Problem: Near-incinerator houses were already cheaper. Location characteristics are confounders — they affect both proximity to the incinerator and housing prices.

Before/After Comparison (Treatment Group Only)

Compare near-incinerator houses before vs. after: $+\$18{,}790$

Problem: Housing prices were rising everywhere. We’re mixing the treatment effect with a common time trend.

We need a method that handles both problems simultaneously.

Difference-in-Differences

The Core Logic

Subtract out the pre-existing difference:

\[\begin{aligned} \hat{\delta}_1 &= \underbrace{(-30{,}688)}_{\text{after gap}} - \underbrace{(-18{,}824)}_{\text{before gap}} \\ &= -11{,}864 \end{aligned}\]
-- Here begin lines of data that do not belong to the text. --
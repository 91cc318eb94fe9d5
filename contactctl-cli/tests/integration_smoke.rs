//! Smoke tests to verify command wiring

use assert_cmd::Command;
use predicates::prelude::*;

#[test]
fn test_top_level_help() {
    let mut cmd = Command::cargo_bin("contactctl").unwrap();
    cmd.arg("--help");

    cmd.assert()
        .success()
        .stdout(predicate::str::contains("serve"))
        .stdout(predicate::str::contains("contacts"));
}

// === Serve Command Tests ===

#[test]
fn test_serve_help() {
    let mut cmd = Command::cargo_bin("contactctl").unwrap();
    cmd.arg("serve").arg("--help");

    cmd.assert()
        .success()
        .stdout(predicate::str::contains("Address to bind to"))
        .stdout(predicate::str::contains("0.0.0.0:8000"));
}

// === Contacts Command Tests ===

#[test]
fn test_contacts_get_help() {
    let mut cmd = Command::cargo_bin("contactctl").unwrap();
    cmd.arg("contacts").arg("get").arg("--help");

    cmd.assert()
        .success()
        .stdout(predicate::str::contains("Contact id"));
}

#[test]
fn test_contacts_add_help() {
    let mut cmd = Command::cargo_bin("contactctl").unwrap();
    cmd.arg("contacts").arg("add").arg("--help");

    cmd.assert()
        .success()
        .stdout(predicate::str::contains("must not already exist"));
}

#[test]
fn test_contacts_get_rejects_non_integer_id() {
    let mut cmd = Command::cargo_bin("contactctl").unwrap();
    cmd.arg("contacts").arg("get").arg("twelve");

    cmd.assert()
        .failure()
        .stderr(predicate::str::contains("invalid value"));
}

#[test]
fn test_unknown_subcommand_fails() {
    let mut cmd = Command::cargo_bin("contactctl").unwrap();
    cmd.arg("delete");

    cmd.assert().failure();
}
The incinerator reduced nearby prices by ~$12k — not $30k.

The 2×2 Table

The difference of differences:

	Before	After	$\Delta$
Control (far)	$82,517	$101,308	+$18,790
Treatment (near)	$63,693	$70,619	+$6,927
Treat $-$ Control	−$18,824	−$30,688	−$11,864

\[\begin{aligned} &\underbrace{(70{,}619 - 63{,}693)}_{\Delta \text{ treat}} - \underbrace{(101{,}308 - 82{,}517)}_{\Delta \text{ control}} \\ &\quad = {\color{red}-11{,}864} \end{aligned}\]

DiD Graphically

The dashed line shows where near-incinerator prices would have been if they followed the same trend as far-away prices.
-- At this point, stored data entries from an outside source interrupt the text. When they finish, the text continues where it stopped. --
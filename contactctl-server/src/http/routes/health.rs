//! Service identity and health check endpoints

use axum::{routing::get, Json, Router};
use serde::Serialize;

/// Body returned by `GET /`
pub const SERVICE_IDENTITY: &str = "contact API";

/// Health check response
#[derive(Serialize)]
pub struct HealthResponse {
    pub status: &'static str,
    pub version: &'static str,
}

/// GET /
async fn identity() -> Json<&'static str> {
    Json(SERVICE_IDENTITY)
}

/// GET /health
async fn health() -> Json<HealthResponse> {
    Json(HealthResponse {
        status: "ok",
        version: env!("CARGO_PKG_VERSION"),
    })
}

/// Identity and health routes
pub fn router<S>() -> Router<S>
where
    S: Clone + Send + Sync + 'static,
{
    Router::new()
        .route("/", get(identity))
        .route("/health", get(health))
}
//! Database layer - connection pool and repositories
//!
//! # Design Principles
//!
//! - Connection pool (max 5 connections by default) - no Arc<Mutex<Connection>>
//! - Stores are built from an existing pool, never before it
//! - Rely on DB constraints, surface conflicts - no check-then-insert

pub mod pool;
pub mod repos;

pub use pool::{connect, create_pool, create_pool_with_options};
pub use repos::*;
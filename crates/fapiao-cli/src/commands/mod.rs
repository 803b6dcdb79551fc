//! CLI subcommands.

pub mod categories;
pub mod parse;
The DiD estimate is the vertical gap between:

What actually happened to the treatment group
The counterfactual: what would have happened without treatment

DiD Animated

Animation by Nick Huntington-Klein (The Effect)

Watch the steps:

Raw data: two groups over time
Collapse to group means
Measure the control group’s time trend
Subtract that trend from the treatment group
What remains = the DiD estimate

The key: use the control group’s trajectory to build the counterfactual for the treatment group.

The Counterfactual

What DiD Really Estimates

DiD doesn’t compare treatment and control groups directly. It asks:

How much did the treatment group change relative to what would have happened without treatment?
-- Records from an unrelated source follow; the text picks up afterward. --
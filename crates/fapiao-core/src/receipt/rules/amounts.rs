//! Amount extraction for Taiwanese receipts.

use rust_decimal::Decimal;
use std::str::FromStr;

use super::patterns::{BARE_DECIMAL, CURRENCY_AMOUNT, LABELED_AMOUNT};
use super::FieldExtractor;

/// Subtotal label on Taiwanese receipts; every other label marks a
/// total.
const SUBTOTAL_LABEL: &str = "小計";

/// Amounts outside the open interval (0, 1 000 000) are treated as
/// OCR false positives and discarded.
const MAX_AMOUNT: i64 = 1_000_000;

/// Monetary amounts recovered from one receipt.
///
/// Both fields are independent; a subtotal may be present without a
/// total. Zero matches is a normal outcome, not an error.
#[derive(Debug, Clone, Default, PartialEq)]
pub struct ReceiptAmounts {
    /// Total amount (總計/合計/金額/Total/Amount).
    pub total: Option<Decimal>,
    /// Subtotal amount (小計).
    pub subtotal: Option<Decimal>,
}

/// Amount field extractor.
pub struct AmountExtractor;

impl AmountExtractor {
    pub fn new() -> Self {
        Self
    }

    /// Extract the total and subtotal from receipt text.
    ///
    /// Labeled matches are scanned in document order and later
    /// occurrences overwrite earlier ones; receipts often restate the
    /// total near the bottom. When no labeled match exists at all,
    /// fallback pattern families are tried in priority order
    /// (currency-prefixed numbers, then bare two-decimal numbers) and
    /// the first accepted value becomes the total.
    pub fn extract_amounts(&self, text: &str) -> ReceiptAmounts {
        let mut result = ReceiptAmounts::default();

        for caps in LABELED_AMOUNT.captures_iter(text) {
            let Some(value) = parse_amount(&caps[2]) else {
                continue;
            };
            if &caps[1] == SUBTOTAL_LABEL {
                result.subtotal = Some(value);
            } else {
                result.total = Some(value);
            }
        }

        if result.total.is_none() && result.subtotal.is_none() {
            for pattern in [&*CURRENCY_AMOUNT, &*BARE_DECIMAL] {
                if let Some(value) = pattern
                    .captures_iter(text)
                    .find_map(|caps| parse_amount(&caps[1]))
                {
                    result.total = Some(value);
                    break;
                }
            }
        }

        result
    }
}

impl Default for AmountExtractor {
    fn default() -> Self {
        Self::new()
    }
}

impl FieldExtractor for AmountExtractor {
    type Output = Decimal;

    fn extract(&self, text: &str) -> Option<Self::Output> {
        self.extract_all(text).into_iter().next()
    }

    /// All accepted labeled amounts in document order.
    fn extract_all(&self, text: &str) -> Vec<Self::Output> {
        LABELED_AMOUNT
            .captures_iter(text)
            .filter_map(|caps| parse_amount(&caps[2]))
            .collect()
    }
}

/// Extract amounts from receipt text.
pub fn extract_amounts(text: &str) -> ReceiptAmounts {
    AmountExtractor::new().extract_amounts(text)
}

/// Parse a numeric literal with optional thousands separators.
///
/// Returns `None` for unparseable input and for values outside the
/// open interval (0, 1 000 000).
pub fn parse_amount(s: &str) -> Option<Decimal> {
    let value = Decimal::from_str(&s.replace(',', "")).ok()?;
    if value > Decimal::ZERO && value < Decimal::from(MAX_AMOUNT) {
        Some(value)
    } else {
        None
    }
}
The control group’s trajectory provides the counterfactual — but only if parallel trends holds.

This is why DiD is so useful for policy evaluation:

Treatment and control groups can have very different levels
They just need to be on similar trajectories before the policy hits
The identifying assumption is about trends, not levels

The Regression Framework

DiD as a Regression

We can capture the entire DiD logic in one regression:

\[rprice_i = \beta_0 + \delta_0 \cdot after_i + \beta_1 \cdot nearinc_i + \delta_1 \cdot (after_i \times nearinc_i) + u_i\]

	Before (${\color{white} after = 0}$)	After (${\color{white} after = 1}$)	Change
Control (far)	$\beta_0$	$\beta_0 + \delta_0$	$\delta_0$
Treatment (near)	$\beta_0 + \beta_1$	$\beta_0 + \delta_0 + \beta_1 + \delta_1$	$\delta_0 + \delta_1$
Treat $-$ Control	$\beta_1$	$\beta_1 + \delta_1$	$\delta_1$

$\delta_1$ — the coefficient on the interaction term — is the DiD estimate.

Interpreting Each Piece

\[y_i = \underbrace{\beta_0}_{\text{baseline}} + \underbrace{\delta_0 \cdot after_i}_{\text{time trend}} + \underbrace{\beta_1 \cdot treated_i}_{\text{group difference}} + \underbrace{\delta_1 \cdot (after_i \times treated_i)}_{\text{treatment effect}} + u_i\]

Coefficient	Meaning
$\beta_0$	Average outcome for control group, before
$\delta_0$	How the control group changed over time (common time trend)
$\beta_1$	Pre-existing difference between groups
$\delta_1$	The DiD estimate — causal if parallel trends holds

Adding Control Variables

Why add controls to a DiD regression?

1. Precision: Controls reduce residual variance → tighter standard errors, even if parallel trends holds unconditionally.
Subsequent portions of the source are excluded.